Mun Ok Sun was a famous Korean shaman who lived on Cheju Island. I met her in 1978 when she was doing a healing ceremony in a straw-covered house near the Cheju Folk Museum. A former diver for shellfish and seafood, she was born and grew up in a rural culture steeped in Taoist, naturalistic traditions. Her contact with the outside world was so minimal that she only spoke a heavy Cheju dialect.
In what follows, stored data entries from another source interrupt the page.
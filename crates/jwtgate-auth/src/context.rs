use std::sync::Arc;

use serde::de::DeserializeOwned;

use crate::{claims::Claims, error::AuthError};

/// Identity and claims of an authorized request
///
/// Inserted into the request extensions by the auth middleware before the
/// wrapped handler runs. Cloning is cheap; the claims are shared.
#[derive(Clone, Debug, PartialEq)]
pub struct AuthContext {
    /// Value of the identity claim, or [`crate::claims::UNKNOWN_IDENTITY`]
    pub identity: String,

    /// Verified claims, unchanged since decoding
    pub claims: Arc<Claims>,
}

impl AuthContext {
    /// Create a context for `identity`
    pub fn new(identity: impl Into<String>, claims: Claims) -> Self {
        Self { identity: identity.into(), claims: Arc::new(claims) }
    }

    /// Read a claim by name and deserialize it
    pub fn claim<T: DeserializeOwned>(&self, name: &str) -> Result<T, AuthError> {
        self.claims.claim(name)
    }
}
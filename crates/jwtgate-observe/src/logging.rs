//! Structured logging utilities for jwtgate
//!
//! Provides logging initialization with selectable output formats and a
//! span helper for per-request authorization context.

use std::str::FromStr;

use tracing::Span;
use tracing_subscriber::EnvFilter;

/// Default filter when neither `RUST_LOG` nor an explicit filter is set
const DEFAULT_FILTER: &str = "info,jwtgate=debug";

/// Log output format options
#[derive(Debug, Clone, Copy, PartialEq, Eq)]
pub enum LogFormat {
    /// Human-readable format with colors (for development)
    Pretty,
    /// Compact format without colors
    Compact,
    /// JSON format (for production)
    Json,
}

#[allow(clippy::derivable_impls)]
impl Default for LogFormat {
    fn default() -> Self {
        #[cfg(debug_assertions)]
        {
            LogFormat::Pretty
        }
        #[cfg(not(debug_assertions))]
        {
            LogFormat::Json
        }
    }
}

impl FromStr for LogFormat {
    type Err = anyhow::Error;

    fn from_str(s: &str) -> Result<Self, Self::Err> {
        match s.to_ascii_lowercase().as_str() {
            "pretty" => Ok(LogFormat::Pretty),
            "compact" => Ok(LogFormat::Compact),
            "json" => Ok(LogFormat::Json),
            other => Err(anyhow::anyhow!("Unknown log format: {}", other)),
        }
    }
}

/// Configuration for logging behavior
#[derive(Debug, Clone)]
pub struct LogConfig {
    /// Output format
    pub format: LogFormat,
    /// Whether to include file/line numbers
    pub include_location: bool,
    /// Whether to include target module
    pub include_target: bool,
    /// Environment filter (e.g., "info,jwtgate_auth=debug")
    pub filter: Option<String>,
}

impl Default for LogConfig {
    fn default() -> Self {
        Self {
            format: LogFormat::default(),
            include_location: cfg!(debug_assertions),
            include_target: true,
            filter: None,
        }
    }
}

impl LogConfig {
    /// Build a config from a level name and format name, as found in the
    /// service configuration file
    pub fn from_level_and_format(level: &str, format: &str) -> anyhow::Result<Self> {
        Ok(Self {
            format: format.parse()?,
            filter: Some(level.to_ascii_lowercase()),
            ..Self::default()
        })
    }
}

/// Initialize structured logging with configuration
pub fn init_logging(config: LogConfig) -> anyhow::Result<()> {
    let env_filter = match config.filter {
        Some(filter) => EnvFilter::try_new(filter)?,
        None => EnvFilter::try_from_default_env()
            .unwrap_or_else(|_| EnvFilter::new(DEFAULT_FILTER)),
    };

    let subscriber = tracing_subscriber::fmt()
        .with_env_filter(env_filter)
        .with_target(config.include_target)
        .with_file(config.include_location)
        .with_line_number(config.include_location);

    match config.format {
        LogFormat::Pretty => {
            subscriber
                .pretty()
                .try_init()
                .map_err(|e| anyhow::anyhow!("Failed to initialize pretty logger: {}", e))?;
        },
        LogFormat::Compact => {
            subscriber
                .compact()
                .try_init()
                .map_err(|e| anyhow::anyhow!("Failed to initialize compact logger: {}", e))?;
        },
        LogFormat::Json => {
            subscriber
                .json()
                .try_init()
                .map_err(|e| anyhow::anyhow!("Failed to initialize JSON logger: {}", e))?;
        },
    }

    tracing::info!(
        format = ?config.format,
        location = config.include_location,
        target = config.include_target,
        "Logging initialized"
    );

    Ok(())
}

/// Helper to create a span for one request passing through the auth layer
///
/// `identity` and `decision` are recorded once the pipeline has decided.
pub fn request_span(method: &str, path: &str) -> Span {
    tracing::info_span!(
        "auth_request",
        http.method = method,
        http.route = path,
        identity = tracing::field::Empty,
        decision = tracing::field::Empty,
    )
}
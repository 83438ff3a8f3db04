//! Audit Logging
//!
//! Structured audit events for authorization decisions, serialized to JSON
//! and emitted through `tracing`.
//!
//! ## Event Types
//!
//! - **AuthenticationSuccess**: a request was authorized
//! - **AuthenticationFailure**: a request was denied by the pipeline
//! - **AttributeFilterMismatch**: an authorized request failed a route's attribute filter

use chrono::{DateTime, Utc};
use serde::{Deserialize, Serialize};

/// Audit event types for authorization decisions
#[derive(Debug, Clone, Serialize, Deserialize)]
#[serde(tag = "event_type")]
pub enum AuditEvent {
    /// Successful authorization
    AuthenticationSuccess {
        /// Identity taken from the token
        identity: String,
        /// Timestamp of the event
        timestamp: DateTime<Utc>,
    },

    /// Denied request
    AuthenticationFailure {
        /// Identity if the token got far enough to carry one
        #[serde(skip_serializing_if = "Option::is_none")]
        identity: Option<String>,
        /// Denial kind, see [`crate::error::DenialKind`]
        kind: String,
        /// Structured reason
        reason: String,
        /// Timestamp of the event
        timestamp: DateTime<Utc>,
    },

    /// No template of a route's attribute filter matched
    AttributeFilterMismatch {
        /// The required templates, as JSON
        required: String,
        /// Timestamp of the event
        timestamp: DateTime<Utc>,
    },
}

/// Log an audit event
///
/// - Success events are logged at INFO level
/// - Failure and mismatch events are logged at ERROR level
pub fn log_audit_event(event: AuditEvent) {
    let json = match serde_json::to_string(&event) {
        Ok(j) => j,
        Err(e) => {
            tracing::error!(error = %e, "Failed to serialize audit event");
            return;
        },
    };

    match &event {
        AuditEvent::AuthenticationSuccess { identity, timestamp } => {
            tracing::info!(
                audit_event = %json,
                identity = %identity,
                timestamp = %timestamp,
                "Authorization succeeded"
            );
        },
        AuditEvent::AuthenticationFailure { identity, kind, reason, timestamp } => {
            tracing::error!(
                audit_event = %json,
                identity = ?identity,
                kind = %kind,
                reason = %reason,
                timestamp = %timestamp,
                "Authorization denied"
            );
        },
        AuditEvent::AttributeFilterMismatch { required, timestamp } => {
            tracing::error!(
                audit_event = %json,
                required = %required,
                timestamp = %timestamp,
                "Attribute filter mismatch"
            );
        },
    }
}
#![allow(dead_code)]

use std::sync::Arc;

use jsonwebtoken::{Algorithm, EncodingKey, Header, encode};
use jwtgate_auth::{AuthPipeline, FixedClock, PublicKey, TokenVerifier};
use serde_json::{Value, json};

pub const PUBLIC_KEY: &str = include_str!("../fixtures/public_key.pem");
pub const PRIVATE_KEY: &str = include_str!("../fixtures/private_key.pem");
pub const OTHER_PRIVATE_KEY: &str = include_str!("../fixtures/other_private_key.pem");

/// Reference instant used by the tests (2020-09-13T12:26:40Z)
pub const T: i64 = 1_600_000_000;
pub const DAY: i64 = 86_400;
pub const WEEK: i64 = 7 * DAY;

/// Sign `claims` with the fixture key the pipeline trusts
pub fn sign_token(claims: &Value) -> String {
    sign_with(claims, PRIVATE_KEY)
}

/// Sign `claims` with a key the pipeline does not trust
pub fn sign_with_untrusted_key(claims: &Value) -> String {
    sign_with(claims, OTHER_PRIVATE_KEY)
}

fn sign_with(claims: &Value, private_pem: &str) -> String {
    let key = EncodingKey::from_rsa_pem(private_pem.as_bytes()).expect("fixture private key");
    encode(&Header::new(Algorithm::RS256), claims, &key).expect("token signing")
}

/// `Authorization` header value for `token`
pub fn bearer(token: &str) -> String {
    format!("Bearer {}", token)
}

pub fn verifier() -> TokenVerifier {
    TokenVerifier::new(PublicKey::from_pem(PUBLIC_KEY.as_bytes()).expect("fixture public key"))
}

/// Pipeline with default settings and time frozen at `now`
pub fn pipeline_at(now: i64) -> (AuthPipeline, Arc<FixedClock>) {
    let clock = Arc::new(FixedClock::new(now));
    let pipeline = AuthPipeline::new(verifier()).with_clock(clock.clone());
    (pipeline, clock)
}

/// Claims valid for a week around `T`, for user `alice`
pub fn valid_claims() -> Value {
    json!({
        "sub": "alice",
        "iat": T,
        "nbf": T - 60,
        "exp": T + WEEK,
        "role": "admin",
    })
}

/// A week-long token issued at `T`, usable from a week before `T`
pub fn decoded_jwt_2() -> Value {
    json!({
        "sub": "bob",
        "iat": T,
        "exp": T + WEEK,
        "nbf": T - WEEK,
    })
}
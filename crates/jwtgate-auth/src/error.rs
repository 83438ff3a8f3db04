use axum::{
    http::{HeaderValue, StatusCode, header},
    response::{IntoResponse, Response},
};
use thiserror::Error;

/// Authentication and authorization errors
///
/// Every variant is a routine outcome of untrusted input and ends the request
/// with 401 Unauthorized. Only the `Display` text reaches the client.
#[derive(Debug, Error)]
pub enum AuthError {
    /// No Authorization header, or no extractable bearer token in it
    #[error("{0}")]
    MissingCredentials(String),

    /// Signature, structure or algorithm check failed
    #[error("{0}")]
    InvalidToken(String),

    /// One or more temporal or custom-check failures
    #[error("{}", .0.join(", "))]
    ValidationFailure(Vec<String>),

    /// The revocation check rejected the token
    #[error("{0}")]
    Revoked(String),

    /// No template of a route's attribute filter matched the claims
    #[error("Unauthorized")]
    FilterMismatch,

    /// Public key could not be read or parsed
    #[error("Invalid public key: {0}")]
    InvalidPublicKey(String),

    /// A route asked for a claim the token does not carry
    #[error("Missing claim: {0}")]
    MissingClaim(String),

    /// A claim is present but has the wrong shape for the route
    #[error("Invalid claim {name}: {reason}")]
    InvalidClaim {
        /// Claim name
        name: String,
        /// Why the value was rejected
        reason: String,
    },
}

/// The five ways a request can be denied
#[derive(Debug, Clone, Copy, PartialEq, Eq)]
pub enum DenialKind {
    /// See [`AuthError::MissingCredentials`]
    MissingCredentials,
    /// See [`AuthError::InvalidToken`]
    InvalidToken,
    /// See [`AuthError::ValidationFailure`]
    ValidationFailure,
    /// See [`AuthError::Revoked`]
    Revoked,
    /// See [`AuthError::FilterMismatch`]
    FilterMismatch,
}

impl DenialKind {
    /// Stable name used in log fields
    pub fn as_str(&self) -> &'static str {
        match self {
            DenialKind::MissingCredentials => "missing_credentials",
            DenialKind::InvalidToken => "invalid_token",
            DenialKind::ValidationFailure => "validation_failure",
            DenialKind::Revoked => "revoked",
            DenialKind::FilterMismatch => "filter_mismatch",
        }
    }
}

impl std::fmt::Display for DenialKind {
    fn fmt(&self, f: &mut std::fmt::Formatter<'_>) -> std::fmt::Result {
        f.write_str(self.as_str())
    }
}

impl From<jsonwebtoken::errors::Error> for AuthError {
    fn from(err: jsonwebtoken::errors::Error) -> Self {
        use jsonwebtoken::errors::ErrorKind;

        match err.kind() {
            ErrorKind::InvalidToken => AuthError::InvalidToken("Invalid JWT structure".into()),
            ErrorKind::InvalidSignature => AuthError::InvalidToken("Invalid signature".into()),
            ErrorKind::InvalidAlgorithm => {
                AuthError::InvalidToken("Algorithm not supported".into())
            },
            ErrorKind::InvalidRsaKey(msg) => AuthError::InvalidPublicKey(msg.clone()),
            ErrorKind::InvalidKeyFormat => {
                AuthError::InvalidPublicKey("Unrecognized key format".into())
            },
            _ => AuthError::InvalidToken(format!("JWT error: {}", err)),
        }
    }
}

/// Create an unauthorized response with a WWW-Authenticate header
pub fn unauthorized_response(message: &str) -> Response {
    let mut response = (StatusCode::UNAUTHORIZED, message.to_string()).into_response();
    response.headers_mut().insert(
        header::WWW_AUTHENTICATE,
        HeaderValue::from_static("Bearer realm=\"jwtgate\", error=\"invalid_token\""),
    );
    response
}

impl IntoResponse for AuthError {
    fn into_response(self) -> Response {
        unauthorized_response(&self.to_string())
    }
}

/// Result type alias for authentication operations
pub type Result<T> = std::result::Result<T, AuthError>;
The ceremony that Mun OkSun was conducting was a three-day healing ritual for a woman who had gone mute. Dressed in her sequined colors, Mun OkSun reminded me of a gypsy who had become a goddess. I wasn’t sure how to approach her and timidly sat down in the hut. Frankly she scared me with all of those ghostly ancestors surrounding her. By the second day, my head echoed like an empty cave filled with the endless bang, bang, thump, thump of drums and percussions. Mun pushed the brass clang-cling instrument into my hands and my rhythms began to follow her voice.
A group of tourists came by, peered into the little hut and took a picture of me, no doubt thinking that I was also a shaman. Mun OkSun flashed her first smile and read my palm on the spot: “You have five children in your family (which was true), and you will marry before the end of the year”(I had three more months to go with no candidate in sight).
Mun OkSun eventually declared me her adopted daughter. She kept nothing from me and she had many lessons to teach. I was searching for the collective unconscious of villagers that was hidden under a thin veneer of modernization. There, we might find out how traditional rural health cultures intersect with modern medical beliefs—a topic that fascinates all medical anthropologists.
Living among Cheju shamans convinced me that life was far from romantic for them. Most of them were illiterate, afflicted with illnesses, from poor peasant families and condemned as “untouchables.” I met shamans who I admired but others who I doubted. Shamans, like any other religious group, varied in their faith and ability. Some were very knowledgeable of the symbolism and meaning of rituals. One person I met was the model of an intelligent, religious leader. Another shaman had lost her faith but kept on practicing to make a living. Still another male shaman was egoistic and solicited compliments on his style. But the common characteristic —whether or a lowly fortune-teller or chief shaman—was their sharpened insight into the human psyche and the gift of intuitive knowledge.
On Cheju Island, I found a shamanism that was alive and kicking, an experiment in living that might have contributed more to modern life if it had not been buried in Confucianism and its few books burned. And, yes, I did meet my future husband that year.